[Stored dataset items]
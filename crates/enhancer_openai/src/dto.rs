//! OpenAI chat-completions data transfer objects.

use derive_builder::Builder;
use derive_getters::Getters;
use serde::{Deserialize, Serialize};

/// Chat message role.
#[derive(Debug, Clone, Copy, PartialEq, Eq, Hash, Serialize, Deserialize)]
#[serde(rename_all = "lowercase")]
pub enum ChatRole {
    /// System message
    System,
    /// User message
    User,
    /// Assistant message
    Assistant,
}

/// A message in a chat completion request.
#[derive(Debug, Clone, PartialEq, Eq, Hash, Serialize, Deserialize, Builder, Getters)]
#[builder(setter(into))]
pub struct ChatMessage {
    /// Message role
    role: ChatRole,
    /// Message content
    content: String,
}

impl ChatMessage {
    /// Creates a new builder for `ChatMessage`.
    pub fn builder() -> ChatMessageBuilder {
        ChatMessageBuilder::default()
    }
}

/// Chat completion request body.
#[derive(Debug, Clone, PartialEq, Serialize, Deserialize, Builder, Getters)]
#[builder(setter(into))]
pub struct ChatCompletionRequest {
    /// Model identifier
    model: String,
    /// Conversation messages
    messages: Vec<ChatMessage>,
    /// Completion token ceiling
    #[builder(default)]
    #[serde(skip_serializing_if = "Option::is_none")]
    max_tokens: Option<u32>,
    /// Sampling temperature
    #[builder(default)]
    #[serde(skip_serializing_if = "Option::is_none")]
    temperature: Option<f32>,
}

impl ChatCompletionRequest {
    /// Creates a new builder for `ChatCompletionRequest`.
    pub fn builder() -> ChatCompletionRequestBuilder {
        ChatCompletionRequestBuilder::default()
    }
}

/// Message returned in a completion choice.
#[derive(Debug, Clone, PartialEq, Eq, Serialize, Deserialize, Getters)]
pub struct ChatResponseMessage {
    /// Message role
    role: ChatRole,
    /// Message content, absent for refusals and tool calls
    #[serde(default)]
    content: Option<String>,
}

/// One completion choice.
#[derive(Debug, Clone, PartialEq, Eq, Serialize, Deserialize, Getters)]
pub struct ChatChoice {
    /// Choice index
    #[serde(default)]
    index: u32,
    /// Generated message
    message: ChatResponseMessage,
    /// Why generation stopped
    #[serde(default)]
    finish_reason: Option<String>,
}

/// Token accounting.
#[derive(Debug, Clone, Copy, PartialEq, Eq, Hash, Default, Serialize, Deserialize, Getters)]
pub struct ChatUsage {
    /// Tokens in the prompt
    #[serde(default)]
    prompt_tokens: u32,
    /// Tokens in the completion
    #[serde(default)]
    completion_tokens: u32,
    /// Sum of both
    #[serde(default)]
    total_tokens: u32,
}

/// Chat completion response body.
#[derive(Debug, Clone, PartialEq, Eq, Serialize, Deserialize, Getters)]
pub struct ChatCompletionResponse {
    /// Model that served the request
    model: String,
    /// Generated choices
    #[serde(default)]
    choices: Vec<ChatChoice>,
    /// Token accounting, when reported
    #[serde(default)]
    usage: Option<ChatUsage>,
}

impl ChatCompletionResponse {
    /// Trimmed content of the first choice, if any and non-empty.
    pub fn first_text(&self) -> Option<&str> {
        self.choices
            .first()
            .and_then(|choice| choice.message.content.as_deref())
            .map(str::trim)
            .filter(|text| !text.is_empty())
    }
}

/// Error envelope returned with non-success statuses.
#[derive(Debug, Clone, PartialEq, Eq, Deserialize)]
pub struct ApiErrorBody {
    /// Error details
    pub error: ApiErrorDetail,
}

/// Error details.
#[derive(Debug, Clone, PartialEq, Eq, Deserialize)]
pub struct ApiErrorDetail {
    /// Human-readable message
    pub message: String,
    /// Error category, e.g. `invalid_request_error`
    #[serde(default, rename = "type")]
    pub kind: Option<String>,
    /// Machine-readable code, e.g. `insufficient_quota`
    #[serde(default)]
    pub code: Option<String>,
}

impl ApiErrorDetail {
    /// Message followed by category and code, so keyword matching can see all three.
    pub fn summary(&self) -> String {
        let tags: Vec<&str> = [self.kind.as_deref(), self.code.as_deref()]
            .into_iter()
            .flatten()
            .collect();
        if tags.is_empty() {
            self.message.clone()
        } else {
            format!("{} [{}]", self.message, tags.join(", "))
        }
    }
}

#[cfg(test)]
mod tests {
    use super::*;

    #[test]
    fn request_omits_unset_options() {
        let request = ChatCompletionRequest::builder()
            .model("gpt-4o-mini")
            .messages(vec![])
            .build()
            .unwrap();
        let json = serde_json::to_value(&request).unwrap();
        assert!(json.get("max_tokens").is_none());
        assert!(json.get("temperature").is_none());
    }

    #[test]
    fn response_without_usage_decodes() {
        let body = r#"{"model":"gpt-4o-mini","choices":[{"index":0,"message":{"role":"assistant","content":"  hi  "},"finish_reason":"stop"}]}"#;
        let response: ChatCompletionResponse = serde_json::from_str(body).unwrap();
        assert_eq!(response.first_text(), Some("hi"));
        assert!(response.usage().is_none());
    }

    #[test]
    fn error_summary_includes_code() {
        let body = r#"{"error":{"message":"You exceeded your current quota","type":"insufficient_quota","code":"insufficient_quota"}}"#;
        let parsed: ApiErrorBody = serde_json::from_str(body).unwrap();
        assert_eq!(
            parsed.error.summary(),
            "You exceeded your current quota [insufficient_quota, insufficient_quota]"
        );
    }
}
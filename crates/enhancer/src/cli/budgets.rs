//! Budget status command handler.

use super::OutputFormat;
use enhancer::{EnhancerConfig, EnhancerResult, JsonError, RateLimiterRegistry};
use serde_json::json;

/// Print every configured budget.
///
/// A fresh process has an empty window, so this shows capacity rather than live usage.
pub fn show_budgets(config: &EnhancerConfig, format: OutputFormat) -> EnhancerResult<()> {
    let registry = RateLimiterRegistry::from_budgets(&config.budgets_config())?;
    let mut statuses = registry.statuses();
    statuses.sort_by(|a, b| a.0.cmp(&b.0));

    match format {
        OutputFormat::Human => {
            println!("{:<24} {:>6} {:>10} {:>10}", "BUDGET", "LIMIT", "REMAINING", "WINDOW");
            for (name, status) in &statuses {
                let window = config
                    .budgets
                    .get(name)
                    .map(|c| c.window_ms)
                    .unwrap_or_default();
                let marker = if *name == config.default_budget { "*" } else { " " };
                println!(
                    "{}{:<23} {:>6} {:>10} {:>9}s",
                    marker,
                    name,
                    status.limit(),
                    status.remaining(),
                    window / 1_000
                );
            }
        }
        OutputFormat::Json => {
            let budgets: Vec<_> = statuses
                .iter()
                .map(|(name, status)| {
                    json!({
                        "name": name,
                        "default": *name == config.default_budget,
                        "limit": status.limit(),
                        "used": status.used(),
                        "remaining": status.remaining(),
                        "reset_in_ms": status.reset_in().as_millis() as u64,
                    })
                })
                .collect();
            let text = serde_json::to_string_pretty(&budgets)
                .map_err(|e| JsonError::new(format!("Failed to serialize budgets: {}", e)))?;
            println!("{}", text);
        }
    }
    Ok(())
}
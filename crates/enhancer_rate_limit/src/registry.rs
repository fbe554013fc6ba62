//! Registry of named budgets built once at startup.

use crate::{BudgetsConfig, RateLimitConfig, RateLimitStatus, RateLimiter, presets};
use enhancer_error::{RateLimitError, RateLimitErrorKind};
use std::collections::BTreeMap;
use std::sync::Arc;
use tracing::{debug, instrument};

/// Named [`RateLimiter`] handles.
///
/// Construct one registry when the process starts and pass limiters to callers by handle.
/// Every lookup of the same name returns the same shared limiter, so concurrent enhancement
/// runs draw from one budget.
///
/// # Example
///
/// ```
/// use enhancer_rate_limit::RateLimiterRegistry;
///
/// let registry = RateLimiterRegistry::with_presets();
/// let a = registry.require("openai-free").unwrap();
/// let b = registry.require("openai-free").unwrap();
/// assert!(std::sync::Arc::ptr_eq(&a, &b));
/// ```
#[derive(Debug, Clone)]
pub struct RateLimiterRegistry {
    limiters: BTreeMap<String, Arc<RateLimiter>>,
    default_budget: String,
}

impl RateLimiterRegistry {
    /// Create an empty registry whose default budget is `default_budget`.
    pub fn new(default_budget: impl Into<String>) -> Self {
        Self {
            limiters: BTreeMap::new(),
            default_budget: default_budget.into(),
        }
    }

    /// Registry holding the built-in OpenAI and testing budgets.
    pub fn with_presets() -> Self {
        let mut registry = Self::new(presets::OPENAI_STANDARD_NAME);
        for (name, config) in presets::all() {
            registry
                .limiters
                .insert(name.to_string(), Arc::new(RateLimiter::new(name, config)));
        }
        registry
    }

    /// Build a registry from loaded budget configuration.
    ///
    /// # Errors
    ///
    /// Returns an error if any budget is invalid or the default budget is not defined.
    #[instrument(skip(budgets), fields(count = budgets.budgets.len()))]
    pub fn from_budgets(budgets: &BudgetsConfig) -> Result<Self, RateLimitError> {
        budgets.validate()?;
        let mut registry = Self::new(budgets.default_budget.clone());
        for (name, config) in &budgets.budgets {
            registry.register(name.clone(), *config)?;
        }
        debug!(default = %registry.default_budget, "Rate limiter registry built");
        Ok(registry)
    }

    /// Add or replace a budget.
    ///
    /// Replacing a budget starts it with an empty window; handles to the old limiter keep
    /// working but no longer share state with the registry.
    ///
    /// # Errors
    ///
    /// Returns an error if the configuration is invalid.
    pub fn register(
        &mut self,
        name: impl Into<String>,
        config: RateLimitConfig,
    ) -> Result<Arc<RateLimiter>, RateLimitError> {
        config.validate()?;
        let name = name.into();
        let limiter = Arc::new(RateLimiter::new(name.clone(), config));
        self.limiters.insert(name, Arc::clone(&limiter));
        Ok(limiter)
    }

    /// Look up a budget.
    pub fn get(&self, name: &str) -> Option<Arc<RateLimiter>> {
        self.limiters.get(name).cloned()
    }

    /// Look up a budget that must exist.
    ///
    /// # Errors
    ///
    /// Returns [`RateLimitErrorKind::UnknownBudget`] if no budget has this name.
    pub fn require(&self, name: &str) -> Result<Arc<RateLimiter>, RateLimitError> {
        self.get(name).ok_or_else(|| {
            RateLimitError::new(RateLimitErrorKind::UnknownBudget(name.to_string()))
        })
    }

    /// The default budget.
    ///
    /// # Errors
    ///
    /// Returns an error if the default budget was never registered.
    pub fn default_limiter(&self) -> Result<Arc<RateLimiter>, RateLimitError> {
        self.require(&self.default_budget)
    }

    /// Name of the default budget.
    pub fn default_budget(&self) -> &str {
        &self.default_budget
    }

    /// Budget names in sorted order.
    pub fn names(&self) -> impl Iterator<Item = &str> {
        self.limiters.keys().map(String::as_str)
    }

    /// Status of every budget, sorted by name.
    pub fn statuses(&self) -> Vec<(String, RateLimitStatus)> {
        self.limiters
            .iter()
            .map(|(name, limiter)| (name.clone(), limiter.status()))
            .collect()
    }

    /// Number of budgets.
    pub fn len(&self) -> usize {
        self.limiters.len()
    }

    /// Whether no budgets are registered.
    pub fn is_empty(&self) -> bool {
        self.limiters.is_empty()
    }
}

impl Default for RateLimiterRegistry {
    fn default() -> Self {
        Self::with_presets()
    }
}
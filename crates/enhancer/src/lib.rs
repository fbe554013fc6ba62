//! Prompt Enhancer - rate-limited, interactively retried OpenAI prompt enhancement
//!
//! Enhancement requests pass through three layers:
//!
//! - **Rate limiting**: a sliding-window budget per named limiter, shared by every caller
//! - **Classification**: failures are mapped onto a small taxonomy with retry advice
//! - **Recovery**: a host-supplied [`RecoveryUi`] decides between retrying, changing settings,
//!   entering a new API key, or giving up
//!
//! # Quick Start
//!
//! ```rust,no_run
//! use enhancer::{EnhancementRequest, Enhancer, EnhancerConfig, TerminalRecovery};
//!
//! #[tokio::main]
//! async fn main() -> Result<(), Box<dyn std::error::Error>> {
//!     let config = EnhancerConfig::load()?;
//!     let enhancer = Enhancer::from_config(&config)?
//!         .with_api_key(std::env::var("OPENAI_API_KEY")?);
//!     let recovery = TerminalRecovery::stdio(enhancer.client().clone());
//!
//!     let request = EnhancementRequest::new("write a haiku about rust", None)?;
//!     let outcome = enhancer.enhance(&request, None, &recovery).await?;
//!     if let Some(result) = outcome.result {
//!         println!("{}", result.enhanced_text());
//!     }
//!     Ok(())
//! }
//! ```
//!
//! # Architecture
//!
//! - `enhancer_error` - Error types and the raw failure boundary
//! - `enhancer_rate_limit` - Sliding-window limiter and budget registry
//! - `enhancer_retry` - Classifier, recovery trait, and retry coordinator
//! - `enhancer_openai` - OpenAI chat-completions transport
//!
//! This crate re-exports everything for convenience and adds configuration loading and a
//! terminal recovery surface.

#![forbid(unsafe_code)]
#![warn(missing_docs)]

mod config;
mod service;
mod terminal;

pub use config::EnhancerConfig;
pub use service::{EnhanceOutcome, Enhancer};
pub use terminal::{TerminalRecovery, parse_retry_choice, parse_terminal_choice};

pub use enhancer_error::*;
pub use enhancer_openai::*;
pub use enhancer_rate_limit::*;
pub use enhancer_retry::*;
//! Board data model: tiles and the grid that owns them.

pub mod grid;
pub mod tile;

pub use grid::Board;
pub use tile::{Occupancy, Tile};
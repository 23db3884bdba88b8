//! Action outcomes: what an action did, or why it was refused.
//!
//! Every call to `GameEngine::apply_action` returns an `ActionOutcome`.
//! Accepted outcomes carry the coordinates they affected so a caller can
//! drive animation without re-deriving them from board diffs. Rejections
//! are a closed set of typed reasons; an illegal move is a regular value,
//! never a panic.

use serde::{Deserialize, Serialize};
use smallvec::SmallVec;
use thiserror::Error;

use crate::core::{Color, GridLocation};

/// A successfully applied action.
#[derive(Clone, Copy, Debug, PartialEq, Eq, Serialize, Deserialize)]
pub enum GameUpdate {
    /// A blank cell was claimed from the shared tile supply.
    TileAdded { at: GridLocation },
    /// A worker entered play from the owner's pool.
    WorkerAdded { at: GridLocation, color: Color },
    /// A worker was selected (or a sacrifice pair begun).
    WorkerSelected { at: GridLocation },
    /// A selection or pending sacrifice was cancelled.
    WorkerUnselected { at: GridLocation },
    /// The selected worker stepped to an adjacent claimed tile.
    WorkerMoved { from: GridLocation, to: GridLocation },
    /// The selected worker jumped a colinear enemy worker, capturing it.
    WorkerJump {
        from: GridLocation,
        to: GridLocation,
        captured: GridLocation,
    },
    /// A tower lost one level and still stands at the given height.
    TowerReduced { at: GridLocation, height: u32 },
    /// A height-0 tower was demolished down to a claimed tile.
    TowerDemolished { at: GridLocation },
    /// Two workers were sacrificed to place a new one anywhere.
    SacrificeAdd {
        at: GridLocation,
        pair: [GridLocation; 2],
    },
    /// Two workers were sacrificed to remove an enemy worker.
    SacrificeRemove {
        at: GridLocation,
        pair: [GridLocation; 2],
    },
}

impl GameUpdate {
    /// Every coordinate this update touched, destination first.
    #[must_use]
    pub fn locations(&self) -> SmallVec<[GridLocation; 3]> {
        match *self {
            GameUpdate::TileAdded { at }
            | GameUpdate::WorkerAdded { at, .. }
            | GameUpdate::WorkerSelected { at }
            | GameUpdate::WorkerUnselected { at }
            | GameUpdate::TowerReduced { at, .. }
            | GameUpdate::TowerDemolished { at } => SmallVec::from_slice(&[at]),
            GameUpdate::WorkerMoved { from, to } => SmallVec::from_slice(&[to, from]),
            GameUpdate::WorkerJump { from, to, captured } => {
                SmallVec::from_slice(&[to, from, captured])
            }
            GameUpdate::SacrificeAdd { at, pair } | GameUpdate::SacrificeRemove { at, pair } => {
                SmallVec::from_slice(&[at, pair[0], pair[1]])
            }
        }
    }
}

/// Why an action was refused. A closed set; nothing here is fatal.
#[derive(Clone, Copy, Debug, PartialEq, Eq, Hash, Error, Serialize, Deserialize)]
pub enum Rejection {
    #[error("not your turn")]
    WrongTurn,
    #[error("invalid location")]
    InvalidLocation,
    #[error("cannot add a tile here")]
    CannotAddTileHere,
    #[error("cannot add a worker here")]
    CannotAddWorkerHere,
    #[error("cannot demolish this tower")]
    CannotDemolishTower,
    #[error("invalid move")]
    InvalidMoveNothing,
    #[error("invalid move with a worker selected")]
    InvalidMoveSelected,
    #[error("invalid move while sacrificing")]
    InvalidMoveSacrifice,
    #[error("the game is over")]
    GameOver,
}

/// Result of one `apply_action` call.
#[derive(Clone, Copy, Debug, PartialEq, Eq, Serialize, Deserialize)]
pub enum ActionOutcome {
    Accepted(GameUpdate),
    Rejected(Rejection),
}

impl ActionOutcome {
    #[must_use]
    pub fn is_accepted(&self) -> bool {
        matches!(self, ActionOutcome::Accepted(_))
    }

    #[must_use]
    pub fn is_rejected(&self) -> bool {
        matches!(self, ActionOutcome::Rejected(_))
    }

    /// The update, if the action was accepted.
    #[must_use]
    pub fn update(&self) -> Option<&GameUpdate> {
        match self {
            ActionOutcome::Accepted(update) => Some(update),
            ActionOutcome::Rejected(_) => None,
        }
    }

    /// The rejection reason, if the action was refused.
    #[must_use]
    pub fn rejection(&self) -> Option<Rejection> {
        match self {
            ActionOutcome::Accepted(_) => None,
            ActionOutcome::Rejected(reason) => Some(*reason),
        }
    }
}

impl From<GameUpdate> for ActionOutcome {
    fn from(update: GameUpdate) -> Self {
        ActionOutcome::Accepted(update)
    }
}

impl From<Rejection> for ActionOutcome {
    fn from(reason: Rejection) -> Self {
        ActionOutcome::Rejected(reason)
    }
}

/// How a finished game was won.
#[derive(Clone, Copy, Debug, PartialEq, Eq, Hash, Serialize, Deserialize)]
pub enum VictoryKind {
    /// The loser has no workers left in play.
    Elimination,
}

/// Whether the game is still running.
#[derive(Clone, Copy, Debug, PartialEq, Eq, Serialize, Deserialize)]
pub enum GameStatus {
    Playing,
    Done { winner: Color, victory: VictoryKind },
}

impl GameStatus {
    #[must_use]
    pub fn is_done(&self) -> bool {
        matches!(self, GameStatus::Done { .. })
    }

    /// The winner, once the game is done.
    #[must_use]
    pub fn winner(&self) -> Option<Color> {
        match self {
            GameStatus::Playing => None,
            GameStatus::Done { winner, .. } => Some(*winner),
        }
    }
}

#[cfg(test)]
mod tests {
    use super::*;

    #[test]
    fn test_locations_destination_first() {
        let update = GameUpdate::WorkerJump {
            from: GridLocation::new(1, 1),
            to: GridLocation::new(3, 1),
            captured: GridLocation::new(2, 1),
        };
        let locs = update.locations();
        assert_eq!(locs[0], GridLocation::new(3, 1));
        assert_eq!(locs.len(), 3);
    }

    #[test]
    fn test_sacrifice_locations_include_pair() {
        let update = GameUpdate::SacrificeAdd {
            at: GridLocation::new(5, 5),
            pair: [GridLocation::new(1, 1), GridLocation::new(2, 2)],
        };
        assert_eq!(update.locations().len(), 3);
    }

    #[test]
    fn test_outcome_accessors() {
        let accepted: ActionOutcome = GameUpdate::TileAdded {
            at: GridLocation::new(0, 0),
        }
        .into();
        assert!(accepted.is_accepted());
        assert!(accepted.update().is_some());
        assert_eq!(accepted.rejection(), None);

        let rejected: ActionOutcome = Rejection::WrongTurn.into();
        assert!(rejected.is_rejected());
        assert_eq!(rejected.rejection(), Some(Rejection::WrongTurn));
        assert!(rejected.update().is_none());
    }

    #[test]
    fn test_rejection_messages() {
        assert_eq!(Rejection::WrongTurn.to_string(), "not your turn");
        assert_eq!(Rejection::GameOver.to_string(), "the game is over");
    }

    #[test]
    fn test_status_winner() {
        assert_eq!(GameStatus::Playing.winner(), None);
        let done = GameStatus::Done {
            winner: Color::Red,
            victory: VictoryKind::Elimination,
        };
        assert!(done.is_done());
        assert_eq!(done.winner(), Some(Color::Red));
    }

    #[test]
    fn test_outcome_serialization() {
        let outcome: ActionOutcome = GameUpdate::WorkerMoved {
            from: GridLocation::new(1, 2),
            to: GridLocation::new(2, 2),
        }
        .into();
        let json = serde_json::to_string(&outcome).unwrap();
        let back: ActionOutcome = serde_json::from_str(&json).unwrap();
        assert_eq!(outcome, back);
    }
}
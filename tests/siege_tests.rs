//! Siege mechanics through pure gameplay: tower formation on full
//! encirclement (with its same-scan follow-up build), one level of growth
//! per scan, and the end-of-turn scan running for the incoming player.

use rise_engine::{Color, GameConfig, GameEngine, GridLocation, Layout};

fn engine(layout: &str) -> GameEngine {
    let mut engine = GameEngine::new(GameConfig::default());
    engine.setup(&Layout::parse(layout));
    engine
}

/// Board coordinate of layout cell `(x, y)` for 5x5 layouts (offset 28).
fn loc(x: i32, y: i32) -> GridLocation {
    GridLocation::new(28 + x, 28 + y)
}

/// Six red workers ringing a claimed tile at layout (2,2), with a blue
/// worker in the corner so red's scans cannot end the game.
const RED_RING: &str = "\
.....
.RR..
.ROR.
.RR..
....B";

#[test]
fn test_surrounded_tile_forms_and_builds_in_one_scan() {
    let mut e = engine(RED_RING);
    let center = loc(2, 2);

    assert!(!e.board().has_tower(center));

    // Any completed action triggers the scan; claim a blank off the ring.
    // Formation produces a height-0 tower and the follow-up check in the
    // same visit builds it straight to height 1.
    assert!(e.apply_action(loc(0, 1), Color::Red).is_accepted());

    assert!(e.board().has_tower(center));
    assert_eq!(e.board().piece_color(center), Some(Color::Red));
    assert_eq!(e.board().tower_height(center), 1);
    assert_eq!(e.tower_count(Color::Red), 1);
}

#[test]
fn test_tower_grows_one_level_per_scan() {
    let mut e = engine(RED_RING);
    let center = loc(2, 2);

    assert!(e.apply_action(loc(0, 1), Color::Red).is_accepted());
    assert_eq!(e.board().tower_height(center), 1);

    // Second completed action: the standing tower gains exactly one level.
    assert!(e.apply_action(loc(0, 3), Color::Red).is_accepted());
    assert_eq!(e.board().tower_height(center), 2);
    assert_eq!(e.tower_count(Color::Red), 2);

    // Red's turn is over; the end-of-turn scan ran for blue and left the
    // red tower alone.
    assert_eq!(e.current_player(), Color::Blue);
    assert_eq!(e.board().tower_height(center), 2);
}

#[test]
fn test_end_turn_scan_acts_for_incoming_player() {
    // Blue ring around a claimed tile; red workers far away give red two
    // filler actions.
    let mut e = engine("\
....R
.BB..
.BOB.
.BB..
R....");
    let center = loc(2, 2);

    // Red's own scans do nothing for the blue ring.
    assert!(e.apply_action(GridLocation::new(33, 28), Color::Red).is_accepted());
    assert!(!e.board().has_tower(center));

    // Red's second action ends the turn; the end-of-turn scan runs with
    // blue as the acting color and forms (then builds) blue's tower.
    assert!(e.apply_action(GridLocation::new(34, 28), Color::Red).is_accepted());
    assert_eq!(e.current_player(), Color::Blue);
    assert!(e.board().has_tower(center));
    assert_eq!(e.board().piece_color(center), Some(Color::Blue));
    assert_eq!(e.board().tower_height(center), 1);
    assert_eq!(e.tower_count(Color::Blue), 1);
}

[Exercise] If a line in the entries includes the word "built", copy that line out.

[Answer space]
//! Registry of named budgets built once at startup.
    /// Registry holding the built-in OpenAI and testing budgets.
        debug!(default = %registry.default_budget, "Rate limiter registry built");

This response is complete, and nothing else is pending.